Lots of kids are very active. But when it’s time to stop and settle down, they typically manage to put on the brakes. They might kick a ball around one minute and sit quietly with a book five minutes later.
But some kids just can’t keep still. They’re forever fidgeting, grabbing things, talking, or running even after they’re told to stop. They’re more than just active. Experts would describe them as hyperactive.
Kids don’t act like this on purpose. They have a need to keep moving and haven’t yet developed the skills to manage it.
Some people see hyperactive kids and make judgments. They might think it’s a discipline problem or that a child’s just being rude. They might also make comments that leave kids (or you) feeling bad and ashamed.
If your child is in constant motion, you may wonder about the behavior you’re seeing. Learn more about hyperactivity in kids.
Hyperactive behavior you might be seeing
What is hyperactivity? Some people think it’s just kids racing around all the time. But there’s much more to it.
Hyperactivity is constantly being active in ways that aren’t appropriate for the time or setting. It’s the constant part that makes the big difference. If it happened once or twice, nobody would think much of it.
Here are a few examples of what hyperactive kids might frequently do:
Run and shout when playing, even if they’re indoors
Stand up in the middle of class and walk around while the teacher talks
Move so fast they bump into people and things
Play too roughly and accidentally hurt other kids or themselves
Hyperactivity can look different at different ages, and it can vary from child to child. Here are some of the behaviors you might see, beyond running and jumping around:
Seems to talk constantly
Frequently interrupts others
Moves from place to place quickly and often clumsily
Keeps moving even when sitting down
Bumps into things
Fidgets and has an urge to pick up everything and play with it
Has trouble sitting still for meals and other quiet activities
What can cause hyperactivity
Hyperactivity isn’t the same thing as being very active. It’s constant and beyond kids’ control. Kids aren’t hyperactive because of a lack of discipline or because they’re defiant. In fact, kids who are overactive often want to settle down so it’s easier to join in what’s going on. It can be really frustrating to have trouble doing what they know is expected of them.
One thing to consider with hyperactivity is age. It takes time for kids to develop the skills they need to keep their behavior in check. Also, kids don’t all develop at the same rate. One child might have good self-control at age 4 while it takes another child until age 6.
But there comes a point where most kids in an age group have similar self-regulation skills. That’s when it’s often clearer if kids are lagging.

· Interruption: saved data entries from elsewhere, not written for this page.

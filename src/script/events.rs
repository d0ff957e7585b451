//! Browser script events
//!
//! Each event document carries a `type` discriminator. It selects one of six
//! variants, and each variant keeps only the fields that were present in the
//! input, `null` values included, so writing an event back yields the same
//! document.

use serde::de::{self, Deserializer};
use serde::ser::Serializer;
use serde::{Deserialize, Serialize};
use serde_json::Value;

use super::{present, Nullable};
use crate::error::{Error, Result};

/// Load a page
#[derive(Debug, Clone, Default, PartialEq, Serialize, Deserialize)]
#[serde(rename_all = "camelCase")]
pub struct NavigateEvent {
    #[serde(default, deserialize_with = "present", skip_serializing_if = "Option::is_none")]
    pub description: Nullable<String>,
    #[serde(default, deserialize_with = "present", skip_serializing_if = "Option::is_none")]
    pub url: Nullable<String>,
    #[serde(default, deserialize_with = "present", skip_serializing_if = "Option::is_none")]
    pub wait: Option<Value>,
    #[serde(default, deserialize_with = "present", skip_serializing_if = "Option::is_none")]
    pub validate: Option<Value>,
    #[serde(default, deserialize_with = "present", skip_serializing_if = "Option::is_none")]
    pub target: Option<Value>,
    #[serde(default, deserialize_with = "present", skip_serializing_if = "Option::is_none")]
    pub authentication: Option<Value>,
}

/// Click or tap on an element
#[derive(Debug, Clone, Default, PartialEq, Serialize, Deserialize)]
#[serde(rename_all = "camelCase")]
pub struct InteractionEvent {
    #[serde(default, deserialize_with = "present", skip_serializing_if = "Option::is_none")]
    pub description: Nullable<String>,
    #[serde(default, deserialize_with = "present", skip_serializing_if = "Option::is_none")]
    pub button: Nullable<u32>,
    #[serde(default, deserialize_with = "present", skip_serializing_if = "Option::is_none")]
    pub wait: Option<Value>,
    #[serde(default, deserialize_with = "present", skip_serializing_if = "Option::is_none")]
    pub validate: Option<Value>,
    #[serde(default, deserialize_with = "present", skip_serializing_if = "Option::is_none")]
    pub target: Option<Value>,
}

/// Run a JavaScript snippet in the page
#[derive(Debug, Clone, Default, PartialEq, Serialize, Deserialize)]
#[serde(rename_all = "camelCase")]
pub struct JavaScriptEvent {
    #[serde(default, deserialize_with = "present", skip_serializing_if = "Option::is_none")]
    pub description: Nullable<String>,
    #[serde(default, deserialize_with = "present", skip_serializing_if = "Option::is_none")]
    pub java_script: Nullable<String>,
    #[serde(default, deserialize_with = "present", skip_serializing_if = "Option::is_none")]
    pub wait: Option<Value>,
    #[serde(default, deserialize_with = "present", skip_serializing_if = "Option::is_none")]
    pub target: Option<Value>,
}

/// Pick options of a `<select>`
#[derive(Debug, Clone, Default, PartialEq, Serialize, Deserialize)]
#[serde(rename_all = "camelCase")]
pub struct SelectOptionEvent {
    #[serde(default, deserialize_with = "present", skip_serializing_if = "Option::is_none")]
    pub description: Nullable<String>,
    #[serde(default, deserialize_with = "present", skip_serializing_if = "Option::is_none")]
    pub selections: Nullable<Vec<Value>>,
    #[serde(default, deserialize_with = "present", skip_serializing_if = "Option::is_none")]
    pub wait: Option<Value>,
    #[serde(default, deserialize_with = "present", skip_serializing_if = "Option::is_none")]
    pub validate: Option<Value>,
    #[serde(default, deserialize_with = "present", skip_serializing_if = "Option::is_none")]
    pub target: Option<Value>,
}

/// Set cookies before the next step
#[derive(Debug, Clone, Default, PartialEq, Serialize, Deserialize)]
#[serde(rename_all = "camelCase")]
pub struct CookieEvent {
    #[serde(default, deserialize_with = "present", skip_serializing_if = "Option::is_none")]
    pub description: Nullable<String>,
    #[serde(default, deserialize_with = "present", skip_serializing_if = "Option::is_none")]
    pub cookies: Nullable<Vec<Value>>,
}

/// Type text into an element
#[derive(Debug, Clone, Default, PartialEq, Serialize, Deserialize)]
#[serde(rename_all = "camelCase")]
pub struct KeystrokesEvent {
    #[serde(default, deserialize_with = "present", skip_serializing_if = "Option::is_none")]
    pub description: Nullable<String>,
    #[serde(default, deserialize_with = "present", skip_serializing_if = "Option::is_none")]
    pub text_value: Nullable<String>,
    /// Hide the typed text in results
    #[serde(default, deserialize_with = "present", skip_serializing_if = "Option::is_none")]
    pub masked: Nullable<bool>,
    #[serde(default, deserialize_with = "present", skip_serializing_if = "Option::is_none")]
    pub simulate_blur_event: Nullable<bool>,
    #[serde(default, deserialize_with = "present", skip_serializing_if = "Option::is_none")]
    pub wait: Option<Value>,
    #[serde(default, deserialize_with = "present", skip_serializing_if = "Option::is_none")]
    pub validate: Option<Value>,
    #[serde(default, deserialize_with = "present", skip_serializing_if = "Option::is_none")]
    pub target: Option<Value>,
}

/// Discriminator of an interaction event
#[derive(Debug, Clone, Copy, PartialEq, Eq, Default)]
pub enum InteractionKind {
    #[default]
    Click,
    Tap,
}

/// A step of a browser script
#[derive(Debug, Clone, PartialEq)]
pub enum BrowserEvent {
    Navigate(NavigateEvent),
    Interaction(InteractionKind, InteractionEvent),
    JavaScript(JavaScriptEvent),
    SelectOption(SelectOptionEvent),
    Cookie(CookieEvent),
    Keystrokes(KeystrokesEvent),
}

impl BrowserEvent {
    /// Classify an event document by its `type` field
    pub fn from_value(value: Value) -> Result<Self> {
        let kind = match value.get("type") {
            Some(Value::String(kind)) => kind.clone(),
            Some(other) => return Err(Error::UnknownEventType(other.to_string())),
            None => return Err(Error::UnknownEventType("<missing>".to_string())),
        };

        let event = match kind.as_str() {
            "navigate" => Self::Navigate(serde_json::from_value(value)?),
            "click" => Self::Interaction(InteractionKind::Click, serde_json::from_value(value)?),
            "tap" => Self::Interaction(InteractionKind::Tap, serde_json::from_value(value)?),
            "javascript" => Self::JavaScript(serde_json::from_value(value)?),
            "selectOption" => Self::SelectOption(serde_json::from_value(value)?),
            "cookie" => Self::Cookie(serde_json::from_value(value)?),
            "keystrokes" => Self::Keystrokes(serde_json::from_value(value)?),
            _ => return Err(Error::UnknownEventType(kind)),
        };
        Ok(event)
    }

    /// The `type` discriminator written for this event
    pub fn event_type(&self) -> &'static str {
        match self {
            Self::Navigate(_) => "navigate",
            Self::Interaction(InteractionKind::Click, _) => "click",
            Self::Interaction(InteractionKind::Tap, _) => "tap",
            Self::JavaScript(_) => "javascript",
            Self::SelectOption(_) => "selectOption",
            Self::Cookie(_) => "cookie",
            Self::Keystrokes(_) => "keystrokes",
        }
    }

    pub fn description(&self) -> Option<&str> {
        match self {
            Self::Navigate(e) => flat(&e.description),
            Self::Interaction(_, e) => flat(&e.description),
            Self::JavaScript(e) => flat(&e.description),
            Self::SelectOption(e) => flat(&e.description),
            Self::Cookie(e) => flat(&e.description),
            Self::Keystrokes(e) => flat(&e.description),
        }
    }

    /// Event document with exactly the fields that are set
    pub fn data(&self) -> Result<Value> {
        Ok(serde_json::to_value(self)?)
    }
}

fn flat(field: &Nullable<String>) -> Option<&str> {
    field.as_ref().and_then(|value| value.as_deref())
}

/// Event fields with the discriminator in front
#[derive(Serialize)]
struct Tagged<'a, T: Serialize> {
    #[serde(rename = "type")]
    kind: &'static str,
    #[serde(flatten)]
    event: &'a T,
}

impl Serialize for BrowserEvent {
    fn serialize<S: Serializer>(&self, serializer: S) -> std::result::Result<S::Ok, S::Error> {
        let kind = self.event_type();
        match self {
            Self::Navigate(event) => Tagged { kind, event }.serialize(serializer),
            Self::Interaction(_, event) => Tagged { kind, event }.serialize(serializer),
            Self::JavaScript(event) => Tagged { kind, event }.serialize(serializer),
            Self::SelectOption(event) => Tagged { kind, event }.serialize(serializer),
            Self::Cookie(event) => Tagged { kind, event }.serialize(serializer),
            Self::Keystrokes(event) => Tagged { kind, event }.serialize(serializer),
        }
    }
}

impl<'de> Deserialize<'de> for BrowserEvent {
    fn deserialize<D: Deserializer<'de>>(deserializer: D) -> std::result::Result<Self, D::Error> {
        let value = Value::deserialize(deserializer)?;
        Self::from_value(value).map_err(de::Error::custom)
    }
}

One of the main causes of hyperactivity is ADHD, a common condition that results from differences in the brain.
Hyperactivity is a core symptom of ADHD. ADHD doesn’t go away as kids get older, but the hyperactivity piece often does, or it becomes less extreme. That often happens in adolescence. (Read more about hyperactivity in teens.)

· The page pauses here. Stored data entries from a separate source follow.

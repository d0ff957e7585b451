//! On-demand execution options

use serde::Deserialize;
use serde_json::{Map, Value};

use crate::api::types::{ExecutionRequest, MonitorExecution};

/// Overrides for an on-demand execution; unset fields use platform defaults
#[derive(Debug, Clone, Default, PartialEq, Deserialize)]
#[serde(rename_all = "camelCase", default)]
pub struct ExecuteOptions {
    /// Default 1
    pub execution_count: Option<u32>,
    /// Default "SEQUENTIAL"
    pub repeat_mode: Option<String>,
    /// Default "STANDARD"
    pub processing_mode: Option<String>,
    pub fail_on_performance_issue: Option<bool>,
    /// HTTP monitors only
    pub fail_on_ssl_warning: Option<bool>,
    pub stop_on_problem: Option<bool>,
    pub take_screenshots_on_success: Option<bool>,
    pub metadata: Option<Map<String, Value>>,
    /// Run from these locations instead of the configured ones
    pub locations: Option<Vec<String>>,
    pub customized_script: Option<Value>,
}

impl ExecuteOptions {
    pub fn new() -> Self {
        Self::default()
    }

    pub fn execution_count(mut self, count: u32) -> Self {
        self.execution_count = Some(count);
        self
    }

    pub fn repeat_mode(mut self, mode: impl Into<String>) -> Self {
        self.repeat_mode = Some(mode.into());
        self
    }

    pub fn processing_mode(mut self, mode: impl Into<String>) -> Self {
        self.processing_mode = Some(mode.into());
        self
    }

    pub fn fail_on_performance_issue(mut self, fail: bool) -> Self {
        self.fail_on_performance_issue = Some(fail);
        self
    }

    pub fn fail_on_ssl_warning(mut self, fail: bool) -> Self {
        self.fail_on_ssl_warning = Some(fail);
        self
    }

    pub fn stop_on_problem(mut self, stop: bool) -> Self {
        self.stop_on_problem = Some(stop);
        self
    }

    pub fn take_screenshots_on_success(mut self, take: bool) -> Self {
        self.take_screenshots_on_success = Some(take);
        self
    }

    pub fn metadata(mut self, key: impl Into<String>, value: impl Into<Value>) -> Self {
        self.metadata
            .get_or_insert_with(Map::new)
            .insert(key.into(), value.into());
        self
    }

    pub fn locations(mut self, locations: Vec<String>) -> Self {
        self.locations = Some(locations);
        self
    }

    pub fn customized_script(mut self, script: Value) -> Self {
        self.customized_script = Some(script);
        self
    }

    /// Batch request for a single monitor
    pub(crate) fn to_request(
        &self,
        monitor_id: &str,
        reports_ssl_warnings: bool,
    ) -> ExecutionRequest {
        ExecutionRequest {
            processing_mode: self
                .processing_mode
                .clone()
                .unwrap_or_else(|| "STANDARD".to_string()),
            fail_on_performance_issue: self.fail_on_performance_issue.unwrap_or(false),
            fail_on_ssl_warning: reports_ssl_warnings
                .then(|| self.fail_on_ssl_warning.unwrap_or(false)),
            stop_on_problem: self.stop_on_problem.unwrap_or(false),
            take_screenshots_on_success: self.take_screenshots_on_success.unwrap_or(false),
            metadata: self.metadata.clone().unwrap_or_default(),
            monitors: vec![MonitorExecution {
                monitor_id: monitor_id.to_string(),
                execution_count: self.execution_count.unwrap_or(1),
                repeat_mode: self
                    .repeat_mode
                    .clone()
                    .unwrap_or_else(|| "SEQUENTIAL".to_string()),
                locations: self.locations.clone(),
                customized_script: self.customized_script.clone(),
            }],
        }
    }
}
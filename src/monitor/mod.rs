//! Synthetic monitors
//!
//! Monitors come in two kinds (HTTP and browser) and two lifecycle stages:
//! [`DraftMonitor`] before creation and [`Monitor`] once the platform has
//! assigned an entity ID. The kind is a type parameter, so
//! `Monitor<HttpScript>` and `Monitor<BrowserScript>` share one
//! implementation. [`AnyMonitor`] and [`AnyDraft`] hold either kind when it
//! is only known at runtime.

pub mod draft;
pub mod execution;
pub mod materialized;
pub mod settings;
pub mod tags;

use std::fmt;

use serde::{Deserialize, Serialize};
use serde_json::Value;

use crate::api::types::{ExecutionBatch, UpdateResult};
use crate::api::ConnectionContext;
use crate::error::{Error, Result};
use crate::script::{BrowserScript, HttpScript};

pub use draft::{CreateOutcome, DraftMonitor};
pub use execution::ExecuteOptions;
pub use materialized::Monitor;
pub use settings::MonitorSettings;
pub use tags::{Tag, Tags};

pub type DraftHttpMonitor = DraftMonitor<HttpScript>;
pub type DraftBrowserMonitor = DraftMonitor<BrowserScript>;
pub type HttpMonitor = Monitor<HttpScript>;
pub type BrowserMonitor = Monitor<BrowserScript>;

/// The `type` field of a monitor document
#[derive(Debug, Clone, Copy, PartialEq, Eq, Hash, Serialize, Deserialize)]
pub enum MonitorType {
    #[serde(rename = "HTTP")]
    Http,
    #[serde(rename = "BROWSER")]
    Browser,
}

impl MonitorType {
    pub fn as_str(&self) -> &'static str {
        match self {
            MonitorType::Http => "HTTP",
            MonitorType::Browser => "BROWSER",
        }
    }

    /// Read the `type` field of a raw monitor document
    pub fn of_document(document: &Value) -> Result<Self> {
        match document.get("type").and_then(Value::as_str) {
            Some("HTTP") => Ok(MonitorType::Http),
            Some("BROWSER") => Ok(MonitorType::Browser),
            Some(other) => Err(Error::UnknownMonitorType(other.to_string())),
            None => Err(Error::MissingField("type")),
        }
    }
}

impl fmt::Display for MonitorType {
    fn fmt(&self, f: &mut fmt::Formatter<'_>) -> fmt::Result {
        f.write_str(self.as_str())
    }
}

/// What every monitor offers regardless of kind or stage
pub trait SyntheticMonitor {
    fn name(&self) -> &str;

    fn monitor_type(&self) -> MonitorType;

    fn tags(&self) -> &Tags;

    /// Monitor document as the API expects it
    fn data(&self) -> Result<Value>;

    /// Tag with this key exists, and carries `value` when one is given
    fn has_tag(&self, key: &str, value: Option<&str>) -> bool {
        self.tags().contains(key, value)
    }
}

/// A materialized monitor of either kind
#[derive(Debug, Clone)]
pub enum AnyMonitor {
    Http(HttpMonitor),
    Browser(BrowserMonitor),
}

/// Forward a call to the monitor inside either variant
macro_rules! dispatch {
    ($self:expr, $m:ident => $body:expr) => {
        match $self {
            AnyMonitor::Http($m) => $body,
            AnyMonitor::Browser($m) => $body,
        }
    };
}

impl AnyMonitor {
    /// Classify a summary document by its `type`
    pub fn from_document(document: Value, context: ConnectionContext) -> Result<Self> {
        match MonitorType::of_document(&document)? {
            MonitorType::Http => Ok(AnyMonitor::Http(Monitor::from_document(document, context)?)),
            MonitorType::Browser => Ok(AnyMonitor::Browser(Monitor::from_document(
                document, context,
            )?)),
        }
    }

    pub fn entity_id(&self) -> &str {
        dispatch!(self, m => m.entity_id())
    }

    pub fn is_detailed(&self) -> bool {
        dispatch!(self, m => m.is_detailed())
    }

    pub fn is_enabled(&self) -> bool {
        dispatch!(self, m => m.enabled)
    }

    pub fn settings(&self) -> &MonitorSettings {
        dispatch!(self, m => &m.settings)
    }

    pub fn settings_mut(&mut self) -> &mut MonitorSettings {
        dispatch!(self, m => &mut m.settings)
    }

    pub async fn get_details(&mut self) -> Result<()> {
        dispatch!(self, m => m.get_details().await)
    }

    pub async fn update(&self) -> Result<UpdateResult> {
        dispatch!(self, m => m.update().await)
    }

    pub async fn enable(&mut self) -> Result<UpdateResult> {
        dispatch!(self, m => m.enable().await)
    }

    pub async fn disable(&mut self) -> Result<UpdateResult> {
        dispatch!(self, m => m.disable().await)
    }

    pub async fn execute(&mut self, options: &ExecuteOptions) -> Result<ExecutionBatch> {
        dispatch!(self, m => m.execute(options).await)
    }

    pub fn add_tag(&mut self, key: &str, value: Option<&str>) -> Result<()> {
        dispatch!(self, m => m.add_tag(key, value))
    }

    pub fn remove_tag(&mut self, key: &str) -> Result<()> {
        dispatch!(self, m => m.remove_tag(key))
    }

    pub async fn add_tag_and_update(
        &mut self,
        key: &str,
        value: Option<&str>,
    ) -> Result<UpdateResult> {
        dispatch!(self, m => m.add_tag_and_update(key, value).await)
    }

    pub async fn remove_tag_and_update(&mut self, key: &str) -> Result<UpdateResult> {
        dispatch!(self, m => m.remove_tag_and_update(key).await)
    }

    pub fn change_tag(&mut self, key: &str, value: Option<&str>) -> bool {
        dispatch!(self, m => m.change_tag(key, value))
    }

    pub fn as_http(&self) -> Option<&HttpMonitor> {
        match self {
            AnyMonitor::Http(m) => Some(m),
            AnyMonitor::Browser(_) => None,
        }
    }

    pub fn as_browser(&self) -> Option<&BrowserMonitor> {
        match self {
            AnyMonitor::Browser(m) => Some(m),
            AnyMonitor::Http(_) => None,
        }
    }

    pub fn as_http_mut(&mut self) -> Option<&mut HttpMonitor> {
        match self {
            AnyMonitor::Http(m) => Some(m),
            AnyMonitor::Browser(_) => None,
        }
    }

    pub fn as_browser_mut(&mut self) -> Option<&mut BrowserMonitor> {
        match self {
            AnyMonitor::Browser(m) => Some(m),
            AnyMonitor::Http(_) => None,
        }
    }
}

impl SyntheticMonitor for AnyMonitor {
    fn name(&self) -> &str {
        dispatch!(self, m => m.name())
    }

    fn monitor_type(&self) -> MonitorType {
        match self {
            AnyMonitor::Http(_) => MonitorType::Http,
            AnyMonitor::Browser(_) => MonitorType::Browser,
        }
    }

    fn tags(&self) -> &Tags {
        dispatch!(self, m => m.tags())
    }

    fn data(&self) -> Result<Value> {
        dispatch!(self, m => m.data())
    }
}

/// A draft monitor of either kind
#[derive(Debug, Clone)]
pub enum AnyDraft {
    Http(DraftHttpMonitor),
    Browser(DraftBrowserMonitor),
}

impl AnyDraft {
    /// Build a draft of the kind named by the document's `type`
    pub fn new(document: Value, context: ConnectionContext) -> Result<Self> {
        match MonitorType::of_document(&document)? {
            MonitorType::Http => Ok(AnyDraft::Http(DraftMonitor::new(document, context)?)),
            MonitorType::Browser => Ok(AnyDraft::Browser(DraftMonitor::new(document, context)?)),
        }
    }

    pub fn add_tag(&mut self, key: &str, value: Option<&str>) {
        match self {
            AnyDraft::Http(d) => d.add_tag(key, value),
            AnyDraft::Browser(d) => d.add_tag(key, value),
        }
    }

    pub fn remove_tag(&mut self, key: &str) {
        match self {
            AnyDraft::Http(d) => d.remove_tag(key),
            AnyDraft::Browser(d) => d.remove_tag(key),
        }
    }

    pub async fn create(&self) -> Result<CreateOutcome<AnyMonitor>> {
        match self {
            AnyDraft::Http(d) => Ok(d.create().await?.map(AnyMonitor::Http)),
            AnyDraft::Browser(d) => Ok(d.create().await?.map(AnyMonitor::Browser)),
        }
    }
}

impl SyntheticMonitor for AnyDraft {
    fn name(&self) -> &str {
        match self {
            AnyDraft::Http(d) => &d.name,
            AnyDraft::Browser(d) => &d.name,
        }
    }

    fn monitor_type(&self) -> MonitorType {
        match self {
            AnyDraft::Http(_) => MonitorType::Http,
            AnyDraft::Browser(_) => MonitorType::Browser,
        }
    }

    fn tags(&self) -> &Tags {
        match self {
            AnyDraft::Http(d) => &d.settings.tags,
            AnyDraft::Browser(d) => &d.settings.tags,
        }
    }

    fn data(&self) -> Result<Value> {
        match self {
            AnyDraft::Http(d) => d.data(),
            AnyDraft::Browser(d) => d.data(),
        }
    }
}

#[cfg(test)]
mod tests {
    use std::sync::Arc;

    use serde_json::json;

    use super::*;
    use crate::api::transport::MockTransport;

    fn context() -> ConnectionContext {
        ConnectionContext::new("https://tenant.example.com", "token", Arc::new(MockTransport::new()))
            .unwrap()
    }

    #[test]
    fn test_monitor_type_of_document() {
        assert_eq!(
            MonitorType::of_document(&json!({"type": "HTTP"})).unwrap(),
            MonitorType::Http
        );
        assert_eq!(
            MonitorType::of_document(&json!({"type": "BROWSER"})).unwrap(),
            MonitorType::Browser
        );
        assert!(matches!(
            MonitorType::of_document(&json!({"type": "MULTI_PROTOCOL"})),
            Err(Error::UnknownMonitorType(_))
        ));
        assert!(matches!(
            MonitorType::of_document(&json!({})),
            Err(Error::MissingField("type"))
        ));
    }

    #[test]
    fn test_any_monitor_classifies() {
        let monitor = AnyMonitor::from_document(
            json!({"name": "login", "entityId": "SYNTHETIC_TEST-1", "enabled": false, "type": "BROWSER"}),
            context(),
        )
        .unwrap();
        assert_eq!(monitor.monitor_type(), MonitorType::Browser);
        assert_eq!(monitor.entity_id(), "SYNTHETIC_TEST-1");
        assert!(!monitor.is_enabled());
        assert!(monitor.as_browser().is_some());
        assert!(monitor.as_http().is_none());
    }

    #[test]
    fn test_any_draft_dispatch() {
        let draft = AnyDraft::new(
            json!({
                "name": "api health",
                "enabled": true,
                "type": "HTTP",
                "frequencyMin": 1,
                "locations": ["GEOLOCATION-1"],
                "script": {"version": "1.0", "requests": []}
            }),
            context(),
        )
        .unwrap();
        assert_eq!(draft.monitor_type(), MonitorType::Http);
        assert_eq!(draft.name(), "api health");
        assert_eq!(draft.data().unwrap()["type"], "HTTP");
    }
}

There are also certain medical and mental health conditions that can cause hyperactive behavior. Thyroid issues, lack of sleep, anxiety, and mental distress related to things like abuse can all lead to hyperactivity. Starting puberty can cause kids to be hyperactive, too.
What can help with hyperactivity
Give your child plenty of ways to stay active through games, sports, physical chores, and activities. You can even try apps to help kids build self-control. (Check out apps for younger kids and for teens and tweens.)

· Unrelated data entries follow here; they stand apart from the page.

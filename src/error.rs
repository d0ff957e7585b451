//! Error types for dtsynthetic

use thiserror::Error;

/// Result type for dtsynthetic operations
pub type Result<T> = std::result::Result<T, Error>;

/// Error type for dtsynthetic
#[derive(Debug, Error)]
pub enum Error {
    /// Tenant URL rejected at client construction
    #[error("Invalid tenant URL '{0}': it must begin with \"https://\"")]
    InvalidEndpoint(String),

    /// Browser event with a discriminator outside the known set
    #[error("Unknown browser event type: {0}")]
    UnknownEventType(String),

    /// Monitor document with a `type` other than HTTP or BROWSER
    #[error("Unknown monitor type: {0}")]
    UnknownMonitorType(String),

    /// Monitor document whose `type` disagrees with the requested monitor kind
    #[error("Monitor type mismatch: expected {expected}, found {found}")]
    MonitorTypeMismatch { expected: String, found: String },

    /// A recognized list filter key carries a value of the wrong shape
    #[error("Invalid {key} parameter: {reason}")]
    InvalidFilterParameter { key: String, reason: String },

    /// Bulk import row with a missing or unparsable column
    #[error("Invalid import row, column '{column}': {reason}")]
    InvalidImportRow { column: String, reason: String },

    /// Required document field is missing
    #[error("Missing field: {0}")]
    MissingField(&'static str),

    /// Operation needs state the monitor does not have yet
    #[error("Failed precondition: {0}")]
    FailedPrecondition(String),

    /// A read request returned a non-success status
    #[error("Fetch failed with status {status}: {body}")]
    Fetch { status: u16, body: String },

    /// An execution batch request returned a non-success status
    #[error("Execution request failed with status {status}: {body}")]
    Execution { status: u16, body: String },

    /// Serialization error
    #[error("Serialization error: {0}")]
    Serialization(#[from] serde_json::Error),

    /// Network error from the HTTP client
    #[error("HTTP error: {0}")]
    Http(#[from] reqwest::Error),

    /// Missing or unusable environment configuration
    #[error("Configuration error: {0}")]
    Config(String),
}

impl Error {
    /// Create an invalid filter parameter error
    pub fn invalid_filter(key: impl Into<String>, reason: impl Into<String>) -> Self {
        Self::InvalidFilterParameter {
            key: key.into(),
            reason: reason.into(),
        }
    }

    /// Create an invalid import row error
    pub fn import_row(column: impl Into<String>, reason: impl Into<String>) -> Self {
        Self::InvalidImportRow {
            column: column.into(),
            reason: reason.into(),
        }
    }

    /// Create the error raised when a summary monitor is asked to do detailed work
    pub fn needs_details(action: &str) -> Self {
        Self::FailedPrecondition(format!(
            "Call get_details() before attempting to {}",
            action
        ))
    }

    /// Create a type mismatch error
    pub fn type_mismatch(expected: impl Into<String>, found: impl Into<String>) -> Self {
        Self::MonitorTypeMismatch {
            expected: expected.into(),
            found: found.into(),
        }
    }

    /// Check if this is a precondition failure
    pub fn is_precondition(&self) -> bool {
        matches!(self, Error::FailedPrecondition(_))
    }

    /// HTTP status carried by the error, if the remote side produced one
    pub fn status(&self) -> Option<u16> {
        match self {
            Error::Fetch { status, .. } | Error::Execution { status, .. } => Some(*status),
            Error::Http(e) => e.status().map(|s| s.as_u16()),
            _ => None,
        }
    }
}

If settling down for homework or dinner is a trouble spot, find a repetitive activity for your child to do for five to 10 minutes before starting. Word searches, crosswords, jigsaw puzzles, and card games are good for this.
And if you think your child might have ADHD, there are steps you can take to find out. A good first step is to get to know other signs of ADHD, and take notes on what you see.
Look for patterns in your child’s behavior. When does your child seem most hyperactive? What does the hyperactivity look like? For instance, maybe it shows up as restlessness, fidgeting, or constant talking. Knowing these patterns will help you to be specific if you talk to your child’s health care provider or teacher.
Your child’s teacher is a great source for gathering information. Connect with the teacher to get a sense of what’s happening in the classroom. You can also find out if the teacher has any tips you can try at home. For instance, maybe the teacher offers “brain breaks” during class or lets your child use a fidget.
Hyperactivity can be hard on the whole family. One important thing you can do is to help your child not feel bad or ashamed. Assure your child that hyperactivity is common, and that it will get better with time and support.